Circular RNA mediated gene regulation in chronic diabetic complications

Abstract

Chronic diabetic complications affect multiple organs causing widespread organ damage. Although there are some commonalities, the phenotype of such changes show tissue specific variation. Given this, we examined whether differences in circular RNA (circRNA) mediated gene regulatory mechanisms contribute to changes in gene expression at the basal level and in diabetes. CircRNAs are single-stranded RNA with covalently closed loop structures and act as miRNA sponges, factors of RNA splicing, scaffolding for proteins, regulators of transcription, and modulators of the expression of parental genes, among other roles. We examined heart and retinal tissue from Streptozotocin-induced diabetic mice with established diabetes related tissue damage and tissue from non-diabetic controls. A custom array analysis was performed and the data were analysed.

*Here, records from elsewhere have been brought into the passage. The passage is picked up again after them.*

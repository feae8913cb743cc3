//! Locally remembered setup choices

use serde::{Deserialize, Serialize};

use crate::error::ClientError;

/// Somewhere to keep one JSON document between sessions
pub trait PreferenceStore {
    fn load(&self) -> Option<String>;
    fn save(&mut self, json: String);
}

/// Store that lives as long as the process
#[derive(Debug, Clone, Default)]
pub struct MemoryStore {
    json: Option<String>,
}

impl MemoryStore {
    pub fn new() -> Self {
        Self::default()
    }

    pub fn contents(&self) -> Option<&str> {
        self.json.as_deref()
    }
}

impl PreferenceStore for MemoryStore {
    fn load(&self) -> Option<String> {
        self.json.clone()
    }

    fn save(&mut self, json: String) {
        self.json = Some(json);
    }
}

#[derive(Debug, Clone, PartialEq, Eq, Default, Serialize, Deserialize)]
#[serde(default)]
pub struct Preferences {
    pub player_name: Option<String>,
    pub difficulty: Option<String>,
}

impl Preferences {
    /// Read preferences, treating unreadable data as empty
    pub fn load(store: &dyn PreferenceStore) -> Self {
        let Some(json) = store.load() else {
            return Self::default();
        };
        serde_json::from_str(&json).unwrap_or_else(|e| {
            log::warn!("Discarding unreadable preferences: {e}");
            Self::default()
        })
    }

    pub fn save(&self, store: &mut dyn PreferenceStore) -> Result<(), ClientError> {
        store.save(serde_json::to_string(self)?);
        Ok(())
    }
}

#[cfg(test)]
mod tests {
    use super::*;

    #[test]
    fn test_empty_store_gives_defaults() {
        assert_eq!(Preferences::load(&MemoryStore::new()), Preferences::default());
    }

    #[test]
    fn test_saved_preferences_load_back() {
        let mut store = MemoryStore::new();
        let prefs = Preferences {
            player_name: Some("Ana".to_string()),
            difficulty: Some("hard".to_string()),
        };
        prefs.save(&mut store).unwrap();
        assert_eq!(Preferences::load(&store), prefs);
    }

    #[test]
    fn test_corrupt_store_gives_defaults() {
        let mut store = MemoryStore::new();
        store.save("{not json".to_string());
        assert_eq!(Preferences::load(&store), Preferences::default());
    }

    #[test]
    fn test_missing_fields_default() {
        let mut store = MemoryStore::new();
        store.save(r#"{"difficulty":"easy"}"#.to_string());
        let prefs = Preferences::load(&store);
        assert_eq!(prefs.player_name, None);
        assert_eq!(prefs.difficulty.as_deref(), Some("easy"));
    }
}
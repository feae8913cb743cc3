use serde::{Deserialize, Serialize};

use crate::components::{BallPhysics, Side};
use crate::params::Params;

/// Game configuration
///
/// Every field falls back to its [`Params`] value when missing, so a host can
/// load a partial JSON override.
#[derive(Debug, Clone, PartialEq, Serialize, Deserialize)]
#[serde(default)]
pub struct Config {
    pub field_width: f32,
    pub field_height: f32,
    pub paddle_width: f32,
    pub paddle_height: f32,
    pub paddle_margin: f32,
    pub human_paddle_speed: f32,
    pub ball_radius: f32,
    pub ball_speed_max: f32,
    pub ball_speed_growth: f32,
    pub ball_min_horizontal_speed: f32,
    pub wall_snap: f32,
    pub paddle_snap: f32,
    pub points_to_win: u32,
    pub match_duration_ms: u64,
    pub countdown_step_ms: u64,
    pub countdown_go_ms: u64,
}

impl Default for Config {
    fn default() -> Self {
        Self {
            field_width: Params::FIELD_WIDTH,
            field_height: Params::FIELD_HEIGHT,
            paddle_width: Params::PADDLE_WIDTH,
            paddle_height: Params::PADDLE_HEIGHT,
            paddle_margin: Params::PADDLE_MARGIN,
            human_paddle_speed: Params::HUMAN_PADDLE_SPEED,
            ball_radius: Params::BALL_RADIUS,
            ball_speed_max: Params::BALL_SPEED_MAX,
            ball_speed_growth: Params::BALL_SPEED_GROWTH,
            ball_min_horizontal_speed: Params::BALL_MIN_HORIZONTAL_SPEED,
            wall_snap: Params::WALL_SNAP,
            paddle_snap: Params::PADDLE_SNAP,
            points_to_win: Params::POINTS_TO_WIN,
            match_duration_ms: Params::MATCH_DURATION_MS,
            countdown_step_ms: Params::COUNTDOWN_STEP_MS,
            countdown_go_ms: Params::COUNTDOWN_GO_MS,
        }
    }
}

impl Config {
    pub fn new() -> Self {
        Self::default()
    }

    /// Get X position (left edge) for the paddle on a side
    pub fn paddle_x(&self, side: Side, field_width: f32) -> f32 {
        match side {
            Side::Left => self.paddle_margin,
            Side::Right => field_width - self.paddle_margin - self.paddle_width,
        }
    }

    /// Clamp paddle top edge to the field
    pub fn clamp_paddle_y(&self, y: f32, field_height: f32) -> f32 {
        y.clamp(0.0, (field_height - self.paddle_height).max(0.0))
    }

    /// Ball constants for a given launch speed
    pub fn ball_physics(&self, initial_speed: f32) -> BallPhysics {
        BallPhysics {
            initial_speed,
            max_speed: self.ball_speed_max,
            speed_growth: self.ball_speed_growth,
            min_horizontal_speed: self.ball_min_horizontal_speed,
        }
    }
}

#[cfg(test)]
mod tests {
    use super::*;

    #[test]
    fn test_config_paddle_x() {
        let config = Config::new();
        assert_eq!(config.paddle_x(Side::Left, 800.0), 50.0, "Left paddle X");
        assert_eq!(config.paddle_x(Side::Right, 800.0), 735.0, "Right paddle X");
    }

    #[test]
    fn test_config_clamp_paddle_y() {
        let config = Config::new();
        assert_eq!(config.clamp_paddle_y(-20.0, 600.0), 0.0);
        assert_eq!(config.clamp_paddle_y(1000.0, 600.0), 500.0);
        assert_eq!(config.clamp_paddle_y(250.0, 600.0), 250.0);
    }

    #[test]
    fn test_partial_json_override_keeps_defaults() {
        let config: Config = serde_json::from_str(r#"{ "points_to_win": 5 }"#).unwrap();
        assert_eq!(config.points_to_win, 5);
        assert_eq!(config.field_width, Params::FIELD_WIDTH);
        assert_eq!(config.match_duration_ms, Params::MATCH_DURATION_MS);
    }
}
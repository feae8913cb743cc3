//! Network message handling

use rally_core::{GameEvent, Intent};
use rally_proto::{MatchId, ProtoError, C2S, S2C};

use crate::error::ClientError;
use crate::game::{ClientGame, MatchResult};

/// Handle incoming server message
pub fn handle_message(msg: S2C, game: &mut ClientGame) {
    match msg {
        S2C::Joined { match_id } => {
            log::info!("Subscribed to match {match_id}");
        }
        S2C::GameUpdate(snapshot) => {
            game.receive_snapshot(snapshot);
        }
        S2C::MatchEnded {
            outcome,
            human_score,
            opponent_score,
        } => {
            game.receive_result(MatchResult {
                outcome,
                human_score,
                opponent_score,
            });
        }
    }
}

/// Decode and handle one server frame
pub fn handle_bytes(bytes: &[u8], game: &mut ClientGame) -> Result<(), ClientError> {
    let msg = S2C::from_bytes(bytes).map_err(|e| {
        log::warn!("Dropping server frame: {e}");
        e
    })?;
    handle_message(msg, game);
    Ok(())
}

/// Create join message bytes
pub fn create_join_message(match_id: MatchId) -> Result<Vec<u8>, ProtoError> {
    C2S::Join { match_id }.to_bytes()
}

/// Create intent message bytes
pub fn create_intent_message(intent: Intent) -> Result<Vec<u8>, ProtoError> {
    C2S::Intent { intent }.to_bytes()
}

/// Encode drained events for a page script, one tagged object per event
pub fn encode_events(events: &[GameEvent]) -> Result<String, serde_json::Error> {
    serde_json::to_string(events)
}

Two major circRNA mediated processes were uniquely upregulated in diabetic heart tissue, namely, positive regulation of endothelial cell migration and regulation of mitochondria: mitochondrial electron transport. In the retina, circRNAs regulating extracellular matrix protein production and endothelial to mesenchymal transition (EndMT) were found to be upregulated. The current study identified regulatory and potential pathogenetic roles of specific circRNA in diabetic retinopathy and cardiomyopathy. Understanding such novel mechanisms, may in the future, be useful to develop RNA based treatment strategies.